И вот торжественное собрание в городском театре, на сцене три человека: Лукашенко, Селезнев (тогдашний спикер российской Думы) и архиепископ Смоленский и Калининградский, нынешний патриарх Московский и всея Руси Кирилл. Селезнев, утомленный то ли дорогой, то ли государственными заботами, просто спал на сцене, а вещали Лукашенко и Кирилл. Первый, как всегда долго, о корнях и кровном белорусско-русском братстве, о том, что мы один народ, а второй коротко вот о чем. Если в этом зале есть образованные люди, – дав понять, что он образованный человек, начал бывший архиепископ и нынешний патриарх, – то они знают, что нет никакой отдельно взятой белоруской или украинской культуры, языка, а есть единое русское древо, на котором, привитые националистами, появились, пьющие сок этого древа, случайные ветки. Можно, конечно, ждать, пока они засохнут и сами отпадут, а можно, чтобы ничто не мешало русскому древу шуметь, зеленеть, стремиться в высь, их обрубить.

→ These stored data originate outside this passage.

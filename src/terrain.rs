//! Ground the car drives on: a scalar height field plus a surface tag.
//!
//! The core only ever asks for `height(x, z)` and `surface(x, z)` under each
//! wheel. Any `Fn(f32, f32) -> f32` works as an asphalt height field.

use rand::Rng;
use serde::{Deserialize, Serialize};

use crate::tire::types::Surface;

/// Synchronous, side-effect-free ground query.
pub trait Terrain {
    /// Ground height (world Y) at the given X/Z.
    fn height(&self, x: f32, z: f32) -> f32;

    /// Surface under the given X/Z.
    fn surface(&self, _x: f32, _z: f32) -> Surface {
        Surface::Asphalt
    }
}

impl<F> Terrain for F
where
    F: Fn(f32, f32) -> f32,
{
    fn height(&self, x: f32, z: f32) -> f32 {
        self(x, z)
    }
}

/// Infinite plane.
#[derive(Debug, Clone, Copy, Default, PartialEq, Serialize, Deserialize)]
pub struct FlatGround {
    pub height: f32,
    pub surface: Surface,
}

impl FlatGround {
    pub fn new(height: f32, surface: Surface) -> Self {
        Self { height, surface }
    }
}

impl Terrain for FlatGround {
    fn height(&self, _x: f32, _z: f32) -> f32 {
        self.height
    }

    fn surface(&self, _x: f32, _z: f32) -> Surface {
        self.surface
    }
}

#[derive(Debug, Clone, Copy, PartialEq, Serialize, Deserialize)]
struct Wave {
    amplitude: f32,
    k: f32, // rad/m
    phase_x: f32,
    phase_z: f32,
}

/// Gentle hills from a few crossed sine waves, with a flat paved pad around
/// the origin and dirt beyond `paved_radius`.
#[derive(Debug, Clone, PartialEq, Serialize, Deserialize)]
pub struct RollingHills {
    waves: Vec<Wave>,
    pub pad_radius: f32,
    pub paved_radius: f32,
}

impl RollingHills {
    pub fn random<R: Rng>(rng: &mut R) -> Self {
        let waves = (0..3)
            .map(|i| {
                let wavelength = 60.0 / (i as f32 + 1.0);
                Wave {
                    amplitude: 0.6 / (i as f32 + 1.0),
                    k: std::f32::consts::TAU / wavelength,
                    phase_x: rng.gen_range(0.0..std::f32::consts::TAU),
                    phase_z: rng.gen_range(0.0..std::f32::consts::TAU),
                }
            })
            .collect();
        Self { waves, pad_radius: 15.0, paved_radius: 120.0 }
    }
}

impl Terrain for RollingHills {
    fn height(&self, x: f32, z: f32) -> f32 {
        let r = (x * x + z * z).sqrt();
        // blend from flat pad to full hills over 10 m
        let blend = ((r - self.pad_radius) / 10.0).clamp(0.0, 1.0);
        let h: f32 = self
            .waves
            .iter()
            .map(|w| w.amplitude * (w.k * x + w.phase_x).sin() * (w.k * z + w.phase_z).cos())
            .sum();
        h * blend
    }

    fn surface(&self, x: f32, z: f32) -> Surface {
        if (x * x + z * z).sqrt() > self.paved_radius { Surface::Dirt } else { Surface::Asphalt }
    }
}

Даже люди в зале, в большинстве своем просто согнанные на это мероприятие, отреагировали на выступление архиепископа сдержанно. А президент Республики Беларусь встал и зааплодировал.

Чему ты аплодируешь? Если нет белорусской культуры, языка, что тогда есть в Беларуси белорусское? Чего ты в таком случае президент? Президент усыхающих веток на русском древе?.. Я попытался ему об этом сказать, он отмахнулся: мол, занимайся своими делами, ты ничего не понимаешь в политике.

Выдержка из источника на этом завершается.